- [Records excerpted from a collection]
>>
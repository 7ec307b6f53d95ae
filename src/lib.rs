//! Desktop application index for launchers: XDG desktop entries and macOS bundles,
//! terminal emulator detection and search items.

pub mod config;
pub mod desktop_entry;
pub mod error;
pub mod exec;
pub mod host;
pub mod index_items;
pub mod indexer;
pub mod model;
pub mod plugin;
pub mod sources;
pub mod terminal;
pub mod watcher;

pub use config::Config;
pub use error::{ConfigError, ExecError, LaunchError, ParseError};
pub use host::{Host, SystemHost};
pub use index_items::IndexItem;
pub use model::{AppHandle, Application, ParseOptions};
pub use plugin::Plugin;
use crate::error::ConfigError;
use crate::index_items::ItemOptions;
use crate::model::ParseOptions;
use directories::ProjectDirs;
use serde::{Deserialize, Serialize};
use std::fs;
use std::path::{Path, PathBuf};

#[derive(Deserialize, Serialize, Debug, Clone, PartialEq, Eq)]
pub struct Config {
    #[serde(default)]
    pub use_non_localized_name: bool,
    #[serde(default)]
    pub split_camel_case: bool,
    #[serde(default)]
    pub use_acronyms: bool,
    #[serde(default = "default_true")]
    pub ignore_show_in_keys: bool,
    #[serde(default)]
    pub use_exec: bool,
    #[serde(default)]
    pub use_generic_name: bool,
    #[serde(default)]
    pub use_keywords: bool,
    #[serde(default, skip_serializing_if = "Option::is_none")]
    pub terminal: Option<String>,
}

fn default_true() -> bool { true }

impl Default for Config {
    fn default() -> Self {
        Self {
            use_non_localized_name: false,
            split_camel_case: false,
            use_acronyms: false,
            ignore_show_in_keys: default_true(),
            use_exec: false,
            use_generic_name: false,
            use_keywords: false,
            terminal: None,
        }
    }
}

impl Config {
    pub fn parse_options(&self) -> ParseOptions {
        ParseOptions {
            ignore_show_in_keys: self.ignore_show_in_keys,
            use_exec: self.use_exec,
            use_generic_name: self.use_generic_name,
            use_keywords: self.use_keywords,
            use_non_localized_name: self.use_non_localized_name,
        }
    }

    pub fn item_options(&self) -> ItemOptions {
        ItemOptions {
            split_camel_case: self.split_camel_case,
            use_acronyms: self.use_acronyms,
        }
    }
}

pub fn config_path() -> PathBuf {
    match ProjectDirs::from("org", "apps-index", "apps-index") {
        Some(dirs) => dirs.config_dir().join("config.toml"),
        None => PathBuf::from("config.toml"),
    }
}

pub fn load_config() -> Result<Config, ConfigError> {
    load_config_from(&config_path())
}

/// Missing file yields the defaults.
pub fn load_config_from(path: &Path) -> Result<Config, ConfigError> {
    if !path.exists() {
        return Ok(Config::default());
    }

    let content = fs::read_to_string(path)?;
    let config: Config = toml::from_str(&content)?;
    Ok(config)
}

pub fn save_config_to(config: &Config, path: &Path) -> Result<(), ConfigError> {
    if let Some(parent) = path.parent() {
        fs::create_dir_all(parent)?;
    }
    fs::write(path, toml::to_string_pretty(config)?)?;
    Ok(())
}
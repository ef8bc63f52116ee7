//! Error types.

use std::io;
use thiserror::Error;

/// Errors produced by envelope encoding, decoding, and storage.
#[derive(Error, Debug)]
pub enum EnvelopeError {
    /// A measurement value cannot be represented on the wire.
    #[error("non-finite measurement value for key '{key}': {value}")]
    NonFiniteMeasurement { key: String, value: f64 },

    /// A measurement key is empty.
    #[error("empty measurement key")]
    EmptyMeasurementKey,

    /// Serialization of an in-memory envelope failed.
    #[error("encoding error: {0}")]
    Encoding(String),

    /// The discriminator does not name any known envelope variant.
    #[error("unknown envelope discriminator: '{0}'")]
    UnknownDiscriminator(String),

    /// The byte stream is truncated, fails checksum, or fails field validation.
    #[error("corrupt envelope data: {0}")]
    CorruptData(String),

    /// Disk read or write failure.
    #[error("IO error: {0}")]
    Io(#[from] io::Error),
}

pub type Result<T> = std::result::Result<T, EnvelopeError>;

impl EnvelopeError {
    /// True when the on-disk bytes that produced this error can never be
    /// decoded by any build, so the file holding them should be removed.
    pub fn is_corrupt(&self) -> bool {
        matches!(self, EnvelopeError::CorruptData(_))
    }
}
<<
- [WHAT THE TASK REQUIRES] I'd like the lines above from the one with "#[derive(Error, Debug)]" up to and including the one with "key is empty." copied exactly, with no other lines.

- [EXERCISE RESPONSE]
#[derive(Error, Debug)]
pub enum EnvelopeError {
    /// A measurement value cannot be represented on the wire.
    #[error("non-finite measurement value for key '{key}': {value}")]
    NonFiniteMeasurement { key: String, value: f64 },

    /// A measurement key is empty.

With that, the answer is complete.